Personal information
- Full name: Hjalte Toftegaard
- Date of birth: 25 June 2006 (age 20)
- Place of birth: Ringsted, Denmark
- Position: Midfielder

Team information
- Current team: Hillerød
- Number: 16

Youth career
- 0000–2021: Næstved
- 2021–2025: Horsens

Senior career*
- Years: Team / Apps / (Gls)
- 2023–2025: Horsens / 16 / (1)
- 2025–: Hillerød / 11 / (0)

= Hjalte Toftegaard =

Danish footballer (born 2006)

Hjalte Toftegaard (born 25 June 2006) is a Danish footballer, who plays as a midfielder for the U19 squad of Danish 1st Division club Hillerød.

==Club career==
===AC Horsens===
Toftegaard moved to AC Horsens from Næstved IF in the summer of 2021. In March 2023, he signed his first contract with the club. On 7 May 2023, 16-year old Toftegaard got his professional debut for Horsens in a Danish Superliga game against AaB.

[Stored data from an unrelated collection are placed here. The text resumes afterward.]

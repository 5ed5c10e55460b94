use clap::{CommandFactory, FromArgMatches};
use tokio_util::sync::CancellationToken;
use tracing::{error, info};

use trickle::args::{OutputFormat, RunArgs};
use trickle::config::load_scenario_file;
use trickle::engine::{RunReports, run_scenarios};
use trickle::error::AppResult;
use trickle::summary::{summary_json, summary_lines};

use crate::shutdown_handlers::setup_signal_shutdown_handler;

pub(crate) fn run() -> AppResult<()> {
    let args = parse_args()?;

    crate::logger::init_logging(args.verbose);

    let runtime = tokio::runtime::Builder::new_multi_thread()
        .enable_all()
        .build()?;

    runtime.block_on(run_async(args))
}

/// Parses the command line. Help, version and usage errors are printed by
/// clap, which then exits with its own status code.
fn parse_args() -> AppResult<RunArgs> {
    let matches = RunArgs::command().get_matches();
    Ok(RunArgs::from_arg_matches(&matches)?)
}

async fn run_async(args: RunArgs) -> AppResult<()> {
    let scenario_file = load_scenario_file(&args.scenario_file).inspect_err(|err| {
        error!("{}", err);
    })?;

    let shutdown = CancellationToken::new();
    let signal_handle = setup_signal_shutdown_handler(&shutdown);

    let reports = run_scenarios(scenario_file.scenarios, &args.engine_config(), &shutdown).await;

    shutdown.cancel();
    signal_handle.await?;

    print_summary(&reports, args.output_format)
}

fn print_summary(reports: &RunReports, format: OutputFormat) -> AppResult<()> {
    match format {
        OutputFormat::Text => {
            info!("--------------------Result--------------------");
            for line in summary_lines(reports) {
                println!("{}", line);
            }
        }
        OutputFormat::Json => {
            println!("{}", summary_json(reports)?);
        }
    }
    Ok(())
}
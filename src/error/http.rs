use thiserror::Error;

#[derive(Debug, Error)]
pub enum HttpError {
    #[error("Failed to build HTTP client: {source}")]
    BuildClientFailed {
        #[source]
        source: reqwest::Error,
    },
    #[error("Request timed out: {source}")]
    Timeout {
        #[source]
        source: reqwest::Error,
    },
    #[error("Request failed: {source}")]
    RequestFailed {
        #[source]
        source: reqwest::Error,
    },
    #[error("Failed to read response body: {source}")]
    ReadBody {
        #[source]
        source: reqwest::Error,
    },
}

impl HttpError {
    #[must_use]
    pub const fn is_timeout(&self) -> bool {
        matches!(self, Self::Timeout { .. })
    }
}
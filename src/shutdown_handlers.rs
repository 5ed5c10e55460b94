#[cfg(unix)]
use tokio::signal::unix::{SignalKind, signal};
use tokio_util::sync::CancellationToken;
use tracing::{info, warn};

/// Cancels `shutdown` on Ctrl+C (or SIGTERM on unix). Exits quietly when the
/// token is cancelled elsewhere.
pub fn setup_signal_shutdown_handler(shutdown: &CancellationToken) -> tokio::task::JoinHandle<()> {
    let shutdown = shutdown.clone();
    tokio::spawn(async move {
        #[cfg(unix)]
        let mut term_signal = match signal(SignalKind::terminate()) {
            Ok(signal) => Some(signal),
            Err(err) => {
                warn!("Failed to register SIGTERM handler: {}", err);
                None
            }
        };

        #[cfg(unix)]
        {
            tokio::select! {
                () = shutdown.cancelled() => {}
                result = tokio::signal::ctrl_c() => {
                    if let Err(err) = result {
                        warn!("Failed to listen for Ctrl+C: {}", err);
                        return;
                    }
                    info!("stop");
                    shutdown.cancel();
                }
                () = async {
                    if let Some(signal) = term_signal.as_mut() {
                        signal.recv().await;
                    } else {
                        std::future::pending::<()>().await;
                    }
                } => {
                    info!("stop");
                    shutdown.cancel();
                }
            }
        }

        #[cfg(not(unix))]
        {
            tokio::select! {
                () = shutdown.cancelled() => {}
                result = tokio::signal::ctrl_c() => {
                    if let Err(err) = result {
                        warn!("Failed to listen for Ctrl+C: {}", err);
                        return;
                    }
                    info!("stop");
                    shutdown.cancel();
                }
            }
        }
    })
}
//! Scenario file loading.
mod loader;
pub mod types;


pub use loader::{DEFAULT_SCENARIO_FILE, load_scenario_file};
pub use types::ScenarioFile;
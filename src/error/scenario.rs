use thiserror::Error;

/// Configuration problems detected when a scenario starts. They abort only
/// the scenario they belong to.
#[derive(Debug, Error)]
pub enum ScenarioError {
    #[error("Invalid URL '{url}': {source}")]
    InvalidUrl {
        url: String,
        #[source]
        source: url::ParseError,
    },
    #[error("Unsupported URL scheme '{scheme}' in '{url}'. Use http or https.")]
    UnsupportedScheme { url: String, scheme: String },
    #[error("Throughput must be a finite number > 0, got {value}.")]
    ThroughputNotPositive { value: f64 },
    #[error("Scenario cannot set both 'count' and 'period'.")]
    CountAndPeriod,
    #[error("Scenario must set either 'count' or 'period'.")]
    MissingCountOrPeriod,
    #[error("Request count for period {period}s at {throughput}/s is too large.")]
    CountOverflow { period: u64, throughput: f64 },
    #[error("Scenario name '{name}' is already used by another scenario.")]
    DuplicateName { name: String },
    #[error("Scenario task failed: {source}")]
    TaskFailed {
        #[source]
        source: tokio::task::JoinError,
    },
}
use thiserror::Error;

/// A response arrived but did not satisfy one of the scenario's rules.
#[derive(Debug, Error, Clone, PartialEq, Eq)]
pub enum AssertionError {
    #[error("{rule}: status code is invalid: expected: {expected}, got: {actual}")]
    StatusCode {
        rule: String,
        expected: u16,
        actual: u16,
    },
}
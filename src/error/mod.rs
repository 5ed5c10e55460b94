mod app;
mod assertion;
mod config;
mod http;
mod scenario;
mod validation;

pub use app::{AppError, AppResult};
pub use assertion::AssertionError;
pub use config::ConfigError;
pub use http::HttpError;
pub use scenario::ScenarioError;
pub use validation::ValidationError;
use tracing_subscriber::{EnvFilter, FmtSubscriber};

pub fn init_logging(verbose: bool) {
    let filter = std::env::var("TRICKLE_LOG")
        .or_else(|_| std::env::var("RUST_LOG"))
        .map_or_else(
            |_| {
                if verbose {
                    EnvFilter::new("debug")
                } else {
                    EnvFilter::new("info")
                }
            },
            |value| EnvFilter::try_new(value).unwrap_or_else(|_| EnvFilter::new("info")),
        );

    let subscriber = FmtSubscriber::builder()
        .with_env_filter(filter)
        .with_writer(std::io::stderr)
        .finish();

    if let Err(err) = tracing::subscriber::set_global_default(subscriber) {
        eprintln!("Failed to set global default subscriber: {}", err);
    }
}
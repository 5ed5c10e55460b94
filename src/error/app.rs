use thiserror::Error;

use super::{ConfigError, ValidationError};

#[derive(Debug, Error)]
pub enum AppError {
    #[error("I/O error: {source}")]
    Io {
        #[from]
        source: std::io::Error,
    },
    #[error("CLI error: {source}")]
    Clap {
        #[from]
        source: clap::Error,
    },
    #[error("JSON error: {source}")]
    Json {
        #[from]
        source: serde_json::Error,
    },
    #[error("Join error: {source}")]
    Join {
        #[from]
        source: tokio::task::JoinError,
    },
    #[error("Validation error: {0}")]
    Validation(#[from] ValidationError),
    #[error("Configuration error: {0}")]
    Config(#[from] ConfigError),
}

pub type AppResult<T> = Result<T, AppError>;

impl AppError {
    pub fn validation<E>(error: E) -> Self
    where
        E: Into<ValidationError>,
    {
        error.into().into()
    }

    pub fn config<E>(error: E) -> Self
    where
        E: Into<ConfigError>,
    {
        error.into().into()
    }
}
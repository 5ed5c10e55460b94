use clap::ValueEnum;
use serde::{Deserialize, Serialize};
use std::num::NonZeroUsize;

use crate::error::ValidationError;

#[derive(Debug, Clone, Copy, ValueEnum, Deserialize, Serialize, PartialEq, Eq)]
#[serde(rename_all = "lowercase")]
pub enum OutputFormat {
    Text,
    Json,
}

#[derive(Debug, Clone, Copy, PartialEq, Eq)]
pub struct PositiveUsize(NonZeroUsize);

impl PositiveUsize {
    #[must_use]
    pub const fn get(self) -> usize {
        self.0.get()
    }

    #[must_use]
    pub const fn as_non_zero(self) -> NonZeroUsize {
        self.0
    }
}

impl TryFrom<usize> for PositiveUsize {
    type Error = ValidationError;

    fn try_from(value: usize) -> Result<Self, Self::Error> {
        NonZeroUsize::new(value)
            .map(PositiveUsize)
            .ok_or(ValidationError::ValueTooSmall { min: 1 })
    }
}

impl std::str::FromStr for PositiveUsize {
    type Err = ValidationError;

    fn from_str(s: &str) -> Result<Self, Self::Err> {
        let value: usize = s
            .parse()
            .map_err(|err| ValidationError::InvalidNumber { source: err })?;
        PositiveUsize::try_from(value)
    }
}

impl From<PositiveUsize> for usize {
    fn from(value: PositiveUsize) -> Self {
        value.get()
    }
}
use std::time::Duration;

use super::types::PositiveUsize;
use crate::error::{AppError, AppResult, ValidationError};

pub(super) fn parse_positive_usize(s: &str) -> AppResult<PositiveUsize> {
    s.parse::<PositiveUsize>().map_err(AppError::from)
}

/// Parses `<number>[ms|s|m|h]`; a bare number is seconds.
pub(crate) fn parse_duration_arg(s: &str) -> AppResult<Duration> {
    let value = s.trim();
    if value.is_empty() {
        return Err(AppError::validation(ValidationError::DurationEmpty));
    }

    let digits_len = value.chars().take_while(char::is_ascii_digit).count();
    if digits_len == 0 {
        return Err(AppError::validation(
            ValidationError::InvalidDurationFormat {
                value: value.to_owned(),
            },
        ));
    }
    let (num_part, unit_part) = value.split_at(digits_len);
    let number: u64 = num_part.parse().map_err(|err| {
        AppError::validation(ValidationError::InvalidDurationNumber {
            value: value.to_owned(),
            source: err,
        })
    })?;

    let unit = if unit_part.is_empty() { "s" } else { unit_part };
    let duration = match unit {
        "ms" => Duration::from_millis(number),
        "s" => Duration::from_secs(number),
        "m" => {
            let secs = number
                .checked_mul(60)
                .ok_or_else(|| AppError::validation(ValidationError::DurationOverflow))?;
            Duration::from_secs(secs)
        }
        "h" => {
            let secs = number
                .checked_mul(60)
                .and_then(|seconds| seconds.checked_mul(60))
                .ok_or_else(|| AppError::validation(ValidationError::DurationOverflow))?;
            Duration::from_secs(secs)
        }
        _ => {
            return Err(AppError::validation(ValidationError::InvalidDurationUnit {
                unit: unit.to_owned(),
            }));
        }
    };

    if duration.is_zero() {
        return Err(AppError::validation(ValidationError::DurationZero));
    }

    Ok(duration)
}
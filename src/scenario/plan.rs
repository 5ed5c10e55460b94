use url::Url;

use crate::error::ScenarioError;

use super::{KeepAlivePolicy, Scenario};

/// Products closer than this to a whole number are treated as that number,
/// so `0.1/s` for `30s` yields 3 requests rather than 4.
const COUNT_ROUNDING_TOLERANCE: f64 = 1e-9;

/// Largest request count representable without precision loss in an `f64`.
const MAX_DERIVED_COUNT: f64 = 9_007_199_254_740_992.0;

/// A validated scenario, ready to be dispatched.
#[derive(Debug, Clone)]
pub struct ScenarioPlan {
    pub url: Url,
    pub count: u64,
    pub throughput: f64,
    pub keepalive: KeepAlivePolicy,
}

impl ScenarioPlan {
    pub(super) fn resolve(scenario: &Scenario) -> Result<Self, ScenarioError> {
        let url = parse_url(&scenario.url)?;
        let throughput = scenario.throughput;
        if !throughput.is_finite() || throughput <= 0.0 {
            return Err(ScenarioError::ThroughputNotPositive { value: throughput });
        }
        let count = match (scenario.count, scenario.period) {
            (Some(_), Some(_)) => return Err(ScenarioError::CountAndPeriod),
            (None, None) => return Err(ScenarioError::MissingCountOrPeriod),
            (Some(count), None) => count,
            (None, Some(period)) => count_for_period(period, throughput)?,
        };

        Ok(Self {
            url,
            count,
            throughput,
            keepalive: KeepAlivePolicy::from(scenario),
        })
    }
}

fn parse_url(raw: &str) -> Result<Url, ScenarioError> {
    let url = Url::parse(raw).map_err(|source| ScenarioError::InvalidUrl {
        url: raw.to_owned(),
        source,
    })?;
    match url.scheme() {
        "http" | "https" => Ok(url),
        scheme => Err(ScenarioError::UnsupportedScheme {
            url: raw.to_owned(),
            scheme: scheme.to_owned(),
        }),
    }
}

/// `ceil(period * throughput)`, tolerant of float noise around whole numbers.
pub(crate) fn count_for_period(period: u64, throughput: f64) -> Result<u64, ScenarioError> {
    let raw = period as f64 * throughput;
    let rounded = raw.round();
    let count = if (raw - rounded).abs() < COUNT_ROUNDING_TOLERANCE {
        rounded
    } else {
        raw.ceil()
    };
    if !count.is_finite() || count > MAX_DERIVED_COUNT {
        return Err(ScenarioError::CountOverflow { period, throughput });
    }
    Ok(count as u64)
}
use std::collections::{BTreeMap, HashMap, HashSet};
use std::sync::{Arc, Mutex, PoisonError};

use tokio::task::JoinHandle;
use tokio_util::sync::CancellationToken;
use tracing::{error, info};

use crate::error::ScenarioError;
use crate::scenario::Scenario;

use super::{EngineConfig, ScenarioReport, run_scenario};

/// Final result per scenario name: a report, or the reason the scenario
/// could not run.
pub type RunReports = BTreeMap<String, Result<ScenarioReport, ScenarioError>>;

type SharedReports = Arc<Mutex<RunReports>>;

/// Runs every scenario concurrently and waits for all of them.
///
/// Each scenario gets its own pacer, transport and workers; a failing
/// scenario does not affect its siblings. A repeated name is reported as a
/// [`ScenarioError::DuplicateName`] under the first free `name#n`, so it
/// never shadows a configured scenario.
pub async fn run_scenarios(
    scenarios: Vec<Scenario>,
    config: &EngineConfig,
    cancel: &CancellationToken,
) -> RunReports {
    let reports: SharedReports = Arc::new(Mutex::new(BTreeMap::new()));
    let mut taken: HashSet<String> = scenarios
        .iter()
        .map(|scenario| scenario.name.clone())
        .collect();
    let mut seen: HashMap<String, usize> = HashMap::new();
    let mut tasks: Vec<(String, JoinHandle<()>)> = Vec::with_capacity(scenarios.len());

    for scenario in scenarios {
        let occurrences = seen.entry(scenario.name.clone()).or_insert(0);
        *occurrences = occurrences.saturating_add(1);
        if *occurrences > 1 {
            let key = duplicate_key(&scenario.name, *occurrences, &mut taken);
            error!("[{}] duplicate scenario name, skipping", key);
            insert_report(
                &reports,
                key,
                Err(ScenarioError::DuplicateName {
                    name: scenario.name,
                }),
            );
            continue;
        }

        let name = scenario.name.clone();
        let config = *config;
        let cancel = cancel.clone();
        let reports = Arc::clone(&reports);
        let handle = tokio::spawn(async move {
            info!("{} scenario start", scenario.name);
            let result = run_scenario(&scenario, &config, &cancel).await;
            match &result {
                Ok(report) => info!(
                    "{} scenario finished ({} requests)",
                    scenario.name,
                    report.total()
                ),
                Err(err) => error!("{} scenario failed: {}", scenario.name, err),
            }
            insert_report(&reports, scenario.name, result);
        });
        tasks.push((name, handle));
    }

    info!("Running");
    for (name, handle) in tasks {
        if let Err(source) = handle.await {
            error!("{} scenario task failed: {}", name, source);
            insert_report(&reports, name, Err(ScenarioError::TaskFailed { source }));
        }
    }

    let mut guard = reports.lock().unwrap_or_else(PoisonError::into_inner);
    std::mem::take(&mut *guard)
}

/// First unused `name#n` with `n >= from`. The key is reserved in `taken`.
fn duplicate_key(name: &str, from: usize, taken: &mut HashSet<String>) -> String {
    let mut suffix = from;
    loop {
        let key = format!("{}#{}", name, suffix);
        if taken.insert(key.clone()) {
            return key;
        }
        suffix = suffix.saturating_add(1);
    }
}

fn insert_report(
    reports: &SharedReports,
    name: String,
    result: Result<ScenarioReport, ScenarioError>,
) {
    reports
        .lock()
        .unwrap_or_else(PoisonError::into_inner)
        .insert(name, result);
}
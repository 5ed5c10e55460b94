use std::future::Future;
use std::sync::Arc;
use std::sync::atomic::{AtomicU64, Ordering};
use std::time::Duration;

use tokio::io::{AsyncReadExt, AsyncWriteExt};
use tokio::net::{TcpListener, TcpStream};
use tokio::sync::watch;

pub(crate) fn run_async_test<F>(future: F) -> Result<(), String>
where
    F: Future<Output = Result<(), String>>,
{
    let runtime = tokio::runtime::Builder::new_current_thread()
        .enable_all()
        .build()
        .map_err(|err| format!("Failed to build runtime: {}", err))?;
    runtime.block_on(future)
}

/// Minimal HTTP/1.1 responder answering one request per connection.
/// Dropping it stops the accept loop.
pub(crate) struct TestServer {
    pub(crate) url: String,
    requests: Arc<AtomicU64>,
    _shutdown: watch::Sender<bool>,
}

impl TestServer {
    /// Requests read so far, counted per request rather than per connection.
    pub(crate) fn requests(&self) -> u64 {
        self.requests.load(Ordering::SeqCst)
    }
}

pub(crate) async fn spawn_http_server(status: u16, delay: Duration) -> Result<TestServer, String> {
    let listener = TcpListener::bind("127.0.0.1:0")
        .await
        .map_err(|err| format!("Failed to bind test server: {}", err))?;
    let addr = listener
        .local_addr()
        .map_err(|err| format!("Failed to read server addr: {}", err))?;
    let (shutdown_tx, mut shutdown_rx) = watch::channel(false);
    let requests = Arc::new(AtomicU64::new(0));
    let counter = Arc::clone(&requests);

    tokio::spawn(async move {
        loop {
            tokio::select! {
                changed = shutdown_rx.changed() => {
                    if changed.is_err() || *shutdown_rx.borrow() {
                        break;
                    }
                }
                accept = listener.accept() => {
                    let (socket, _) = match accept {
                        Ok(result) => result,
                        Err(_) => break,
                    };
                    tokio::spawn(handle_http(socket, status, delay, Arc::clone(&counter)));
                }
            }
        }
    });

    Ok(TestServer {
        url: format!("http://{}", addr),
        requests,
        _shutdown: shutdown_tx,
    })
}

/// A URL on a local port that nothing listens on.
pub(crate) fn unreachable_url() -> Result<String, String> {
    let listener = std::net::TcpListener::bind("127.0.0.1:0")
        .map_err(|err| format!("Failed to bind probe listener: {}", err))?;
    let addr = listener
        .local_addr()
        .map_err(|err| format!("Failed to read probe addr: {}", err))?;
    drop(listener);
    Ok(format!("http://{}", addr))
}

async fn handle_http(
    mut socket: TcpStream,
    status: u16,
    delay: Duration,
    requests: Arc<AtomicU64>,
) {
    let mut buffer = [0u8; 1024];
    match socket.read(&mut buffer).await {
        Ok(0) | Err(_) => return,
        Ok(_) => {
            requests.fetch_add(1, Ordering::SeqCst);
        }
    }
    if !delay.is_zero() {
        tokio::time::sleep(delay).await;
    }
    let response = format!(
        "HTTP/1.1 {} TEST\r\nContent-Length: 2\r\nConnection: close\r\n\r\nOK",
        status
    );
    if socket.write_all(response.as_bytes()).await.is_err() {
        return;
    }
    let _shutdown_result = socket.shutdown().await;
}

In January 2024, Toftegaard signed a full-time professional contract until June 2026 and was permanently promoted to the first team squad. However, in the 2024–25 season he was no longer part of the first team squad and was relegated to the U19 team again.

===Hillerød===
On 7 May 2025 it was confirmed, that Toftegaard would join Danish 1st Division club Hillerød Fodbold ahead of the 2025–26 season from AC Horsens. Toftegaard signed a deal until June 2028.